Председатель. – Не обманывает ли вас память вот в каком отношении. В том, что дело Шорниковой дважды подвергалось обсуждению: сперва на частном совещании у вас, в присутствии Маклакова, кажется, Золотарева, Корсака, Белецкого, Джунковского, – еще без Щегловитова, и второй раз, уже в составе…
Коковцов. – Может быть. Первому совещанию я не придавал значения обсуждения в совете министров, потому что, когда пришел Белецкий, я помню была суббота (я по субботам уезжал на два дня в деревню), а затем, когда приехал в понедельник, я хотел все более подробно изучить и смотрел на разговор с этим господином, как заинтересованным в направлении этого дела.
Председатель. – Нам придется сегодня прервать ваш допрос, но он далеко не окончен, потому что есть еще несколько обстоятельств, которые должны быть выяснены путем ваших показаний. Когда вам будет удобно пожаловать к нам?
LXXXIII.
Допрос М. В. Родзянко. [*]
Содержание. Начало войны. Двоевластие. Тыл и фронт. Разруха путей сообщения. Отношение Горемыкина. Маклаков и его враждебная позиция по отношению к вел. кн. Николаю Николаевичу. Манифест к полякам. Россию должна спасти бюрократия. Недостаток военного снаряжения. Князь Львов и общественные организации. Разговор Родзянко с б. царем во Львове. Санкция б. царя на устройство особого совещания по обороне.
Дата допроса не указана. В оглавлении тома на странице 477, а также во вступлении – "К седьмому тому" – указана дата 4 сентября. – Прим. В.М.

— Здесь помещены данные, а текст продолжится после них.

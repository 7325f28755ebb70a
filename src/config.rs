//! Configuration management for Solarlog
//!
//! This module handles loading and validation of the application
//! configuration. Files are parsed as YAML, which also accepts the plain JSON
//! `solarweb.json` files used by older installs.

use crate::credentials::Credentials;
use crate::error::{Result, SolarlogError};
use chrono::NaiveDate;
use chrono_tz::Tz;
use serde::{Deserialize, Serialize};
use std::path::{Path, PathBuf};
use std::str::FromStr;
use std::time::Duration;

mod defaults;

/// Default locations searched by [`Config::load`]
pub const DEFAULT_CONFIG_PATHS: [&str; 3] = [
    "solarweb.yaml",
    "solarweb.json",
    "/etc/solarlog/config.yaml",
];

/// Upper bound for `max_catchup_days`, about ten years
pub const MAX_CATCHUP_DAYS: u32 = 3660;

/// Main configuration structure
#[derive(Debug, Clone, Serialize, Deserialize)]
#[serde(default)]
pub struct Config {
    /// Solar.web login
    #[serde(flatten)]
    pub credentials: Credentials,

    /// First day with production data; enables backfill when set
    pub install_date: Option<NaiveDate>,

    /// Database file; falls back to the platform data directory
    pub database: Option<String>,

    /// Timezone used to decide which calendar day is "today"
    pub timezone: String,

    /// Delay between status polls in seconds
    pub poll_interval_secs: u64,

    /// Upper bound for a single portal request in seconds
    pub request_timeout_secs: u64,

    /// Minimum delay before retrying a failed login in seconds
    pub login_backoff_secs: u64,

    /// Pause between consecutive dates during backfill in milliseconds
    pub backfill_spacing_ms: u64,

    /// How many missed days the poller fetches after downtime
    pub max_catchup_days: u32,

    /// Terminate on authentication failures instead of retrying next tick
    pub exit_on_auth_error: bool,

    /// Refresh the five-minute/hourly/weekly/monthly tables after each cycle
    pub aggregate: bool,

    /// Portal endpoints
    pub portal: PortalConfig,

    /// Logging configuration
    pub logging: LoggingConfig,
}

/// Solar.web endpoints and request identity
#[derive(Debug, Clone, Serialize, Deserialize)]
#[serde(default)]
pub struct PortalConfig {
    /// Solar.web site root
    pub base_url: String,

    /// Fronius identity provider form endpoint
    pub auth_url: String,

    /// User-Agent sent with every request
    pub user_agent: String,
}

/// Logging configuration
#[derive(Debug, Clone, Serialize, Deserialize)]
#[serde(default)]
pub struct LoggingConfig {
    /// Log level (TRACE, DEBUG, INFO, WARN, ERROR)
    pub level: String,

    /// Optional override for the console layer
    pub console_level: Option<String>,

    /// Optional override for the file layer
    pub file_level: Option<String>,

    /// Log directory or file path; no file logging when unset
    pub file: Option<String>,

    /// Number of rotated files to keep
    pub backup_count: u32,

    /// Whether to log to console
    pub console_output: bool,

    /// Whether to use JSON format
    pub json_format: bool,
}

impl Config {
    /// Load configuration from a YAML (or JSON) file
    pub fn from_file<P: AsRef<Path>>(path: P) -> Result<Self> {
        let contents = std::fs::read_to_string(path)?;
        let config: Config = serde_yaml::from_str(&contents)?;
        Ok(config)
    }

    /// Load configuration from an explicit path or the default locations
    pub fn load(path: Option<&Path>) -> Result<Self> {
        if let Some(path) = path {
            return Self::from_file(path);
        }

        for path in &DEFAULT_CONFIG_PATHS {
            if Path::new(path).exists() {
                return Self::from_file(path);
            }
        }

        Err(SolarlogError::config(format!(
            "No configuration file found (searched: {})",
            DEFAULT_CONFIG_PATHS.join(", ")
        )))
    }

    /// Save configuration to a YAML file
    pub fn save_to_file<P: AsRef<Path>>(&self, path: P) -> Result<()> {
        let yaml = serde_yaml::to_string(self)?;
        std::fs::write(path, yaml)?;
        Ok(())
    }

    /// Validate the configuration
    pub fn validate(&self) -> Result<()> {
        if !self.credentials.is_complete() {
            let field = if self.credentials.username.trim().is_empty() {
                "username"
            } else {
                "password"
            };
            return Err(SolarlogError::validation(
                field.to_string(),
                format!("{} cannot be empty", field),
            ));
        }

        if self.poll_interval_secs == 0 {
            return Err(SolarlogError::validation(
                "poll_interval_secs",
                "Must be greater than 0",
            ));
        }

        if self.request_timeout_secs == 0 {
            return Err(SolarlogError::validation(
                "request_timeout_secs",
                "Must be greater than 0",
            ));
        }

        if self.max_catchup_days > MAX_CATCHUP_DAYS {
            return Err(SolarlogError::validation(
                "max_catchup_days".to_string(),
                format!(
                    "{} exceeds the limit of {} days, use --backfill for older history",
                    self.max_catchup_days, MAX_CATCHUP_DAYS
                ),
            ));
        }

        if Tz::from_str(&self.timezone).is_err() {
            return Err(SolarlogError::validation(
                "timezone".to_string(),
                format!("Unknown timezone: {}", self.timezone),
            ));
        }

        if self.portal.base_url.trim().is_empty() {
            return Err(SolarlogError::validation(
                "portal.base_url",
                "Base URL cannot be empty",
            ));
        }

        Ok(())
    }

    /// Parsed timezone, UTC when the name is unknown
    pub fn tz(&self) -> Tz {
        Tz::from_str(&self.timezone).unwrap_or(Tz::UTC)
    }

    pub fn poll_interval(&self) -> Duration {
        Duration::from_secs(self.poll_interval_secs)
    }

    pub fn request_timeout(&self) -> Duration {
        Duration::from_secs(self.request_timeout_secs)
    }

    /// Database path: explicit override, then config, then the data directory
    pub fn database_path(&self, cli_override: Option<&Path>) -> Result<PathBuf> {
        if let Some(path) = cli_override {
            return Ok(path.to_path_buf());
        }
        if let Some(path) = self.database.as_ref().filter(|p| !p.trim().is_empty()) {
            return Ok(PathBuf::from(path));
        }
        dirs::data_dir()
            .map(|dir| dir.join("solarlogging").join("solarlogging.db"))
            .ok_or_else(|| {
                SolarlogError::config("Could not determine a data directory for the database")
            })
    }
}
use super::{CycleReport, Failure, Scheduler, SchedulerState};
use crate::error::{Result, SolarlogError};
use crate::normalize::{parse_daily, parse_status};
use crate::portal::{PortalClient, PortalRequest, RawPayload};
use crate::store::WriteOutcome;
use chrono::{Datelike, Days, NaiveDate, TimeDelta};

/// Daily-history payload of one month
pub(crate) struct MonthCharts {
    month: (i32, u32),
    payload: RawPayload,
}

impl<C: PortalClient> Scheduler<C> {
    /// One polling cycle: current status, then any missing finished days
    ///
    /// Non-fatal errors are recorded in the report and the cycle ends in
    /// `Idle`. A failed status poll skips the catch-up for this cycle. Only
    /// authentication failures are returned as `Err`.
    pub async fn poll_once(&mut self, today: NaiveDate) -> Result<CycleReport> {
        let mut report = CycleReport::default();
        self.set_state(SchedulerState::Polling);

        let request = PortalRequest::CurrentStatus;
        match self.poll_status(&mut report).await {
            Ok(()) => {}
            Err(e) if e.is_fatal() => {
                self.set_state(SchedulerState::Idle);
                return Err(e);
            }
            Err(e) => {
                report.failures.push(self.record_failure(request, &e));
                self.set_state(SchedulerState::Idle);
                return Ok(report);
            }
        }

        let dates = match self.catchup_dates(today) {
            Ok(dates) => dates,
            Err(e) => {
                let request = PortalRequest::DailyHistory(today);
                report.failures.push(self.record_failure(request, &e));
                Vec::new()
            }
        };
        let mut charts = None;
        for date in dates {
            let request = PortalRequest::DailyHistory(date);
            match self.store_day(date, today, &mut charts).await {
                Ok(outcome) => report.daily.push((date, outcome)),
                Err(e) if e.is_fatal() => {
                    self.set_state(SchedulerState::Idle);
                    return Err(e);
                }
                Err(e) => {
                    report.failures.push(self.record_failure(request, &e));
                    // Later days would likely fail the same way; next cycle resumes here
                    break;
                }
            }
        }

        self.set_state(SchedulerState::Idle);
        Ok(report)
    }

    async fn poll_status(&mut self, report: &mut CycleReport) -> Result<()> {
        let payload = self.fetch(PortalRequest::CurrentStatus).await?;
        let reading = parse_status(&payload)?;
        if !reading.is_online {
            report.offline = true;
            self.logger
                .for_operation("poll")
                .debug("PV system reported offline, reading not stored");
            return Ok(());
        }
        report.status = Some(self.store.write_status(&reading)?);
        Ok(())
    }

    /// Fetch, normalize and store one day
    ///
    /// Month charts cover every day of their month, so the last good payload
    /// is kept in `charts` and reused for later days of the same month. A
    /// day missing from the cached charts is fetched again.
    pub(crate) async fn store_day(
        &mut self,
        date: NaiveDate,
        today: NaiveDate,
        charts: &mut Option<MonthCharts>,
    ) -> Result<WriteOutcome> {
        let month = (date.year(), date.month());
        if let Some(cached) = charts.as_ref()
            && cached.month == month
            && let Ok(reading) = parse_daily(&cached.payload, date)
        {
            return self.store.write_daily(&reading.finalized_against(today));
        }

        let payload = self.fetch(PortalRequest::DailyHistory(date)).await?;
        let reading = parse_daily(&payload, date)?.finalized_against(today);
        *charts = Some(MonthCharts { month, payload });
        self.store.write_daily(&reading)
    }

    /// Finished days after the newest complete row, oldest first
    pub(crate) fn catchup_dates(&self, today: NaiveDate) -> Result<Vec<NaiveDate>> {
        let max_days = self.options.max_catchup_days;
        let Some(yesterday) = today.pred_opt() else {
            return Ok(Vec::new());
        };
        if max_days == 0 {
            return Ok(Vec::new());
        }

        let mut start = match self.store.latest_complete_daily_date()? {
            Some(latest) => latest + TimeDelta::days(1),
            None => yesterday,
        };
        let earliest = yesterday
            .checked_sub_days(Days::new(u64::from(max_days - 1)))
            .unwrap_or(NaiveDate::MIN);
        if start < earliest {
            start = earliest;
        }
        if let Some(install) = self.options.install_date
            && start < install
        {
            start = install;
        }

        Ok(start
            .iter_days()
            .take_while(|d| *d <= yesterday)
            .collect())
    }

    pub(crate) fn record_failure(
        &self,
        request: PortalRequest,
        err: &SolarlogError,
    ) -> Failure {
        let mut logger = self
            .logger
            .for_operation(&request.to_string())
            .with_field("kind", err.kind().to_string());
        if let PortalRequest::DailyHistory(date) = request {
            logger = logger.with_field("date", date.to_string());
        }
        logger.warn(&err.to_string());
        Failure::new(request.to_string(), err)
    }
}
use once_cell::sync::OnceCell;
use std::sync::Once;
use tracing_appender::non_blocking::WorkerGuard;

// Keep the non-blocking worker guard alive for the entire process lifetime
pub static LOG_GUARD: OnceCell<WorkerGuard> = OnceCell::new();
pub static INIT_ONCE: Once = Once::new();
pub static INIT_ERROR: OnceCell<String> = OnceCell::new();
use crate::error::{Result, SolarlogError};
use tracing::Level;

pub fn parse_log_level(level_str: &str) -> Result<Level> {
    match level_str.to_uppercase().as_str() {
        "TRACE" => Ok(Level::TRACE),
        "DEBUG" => Ok(Level::DEBUG),
        "INFO" => Ok(Level::INFO),
        "WARN" | "WARNING" => Ok(Level::WARN),
        "ERROR" => Ok(Level::ERROR),
        _ => Err(SolarlogError::config(format!(
            "Invalid log level: {}",
            level_str
        ))),
    }
}

pub fn level_rank(level: Level) -> u8 {
    match level {
        Level::TRACE => 0,
        Level::DEBUG => 1,
        Level::INFO => 2,
        Level::WARN => 3,
        Level::ERROR => 4,
    }
}

/// The more verbose of two levels
pub fn min_level(a: Level, b: Level) -> Level {
    if level_rank(a) <= level_rank(b) { a } else { b }
}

Председатель. – Мы позволили себе пригласить вас в заседание пленума Комиссии в виду того, что по ходу нашего расследования, по некоторым общим вопросам политической жизни России нам хотелось бы иметь ваше разъяснение. Но, кроме того, один из следователей также интересуется вами. Так что, если у вас достаточно времени, вы после нашего допроса будьте добры подняться наверх, где вам будут поставлены уже формальные вопросы. В виду того, что мы расследуем деятельность министров за последние годы, нас интересуют вопросы политической жизни, относящиеся к 1914-15-16 и 17 годам. И чем ближе к этому моменту, тем подробнее хотелось бы остановиться на некоторых вопросах. Позвольте начать с начала войны, которая застала министерство Горемыкина. Особенное наше внимание обращают на постах министров фигуры Протопопова, Маклакова и А. Н. Хвостова.
Родзянко. – Протопопов – финал всего этого дела.
Председатель. – Я беру их не в хронологическом порядке. Кроме отдельных лиц, некоторые общие политические течения в министерстве. Быть может на этом кратком очерке общего политического направления с начала войны вы будете добры остановиться.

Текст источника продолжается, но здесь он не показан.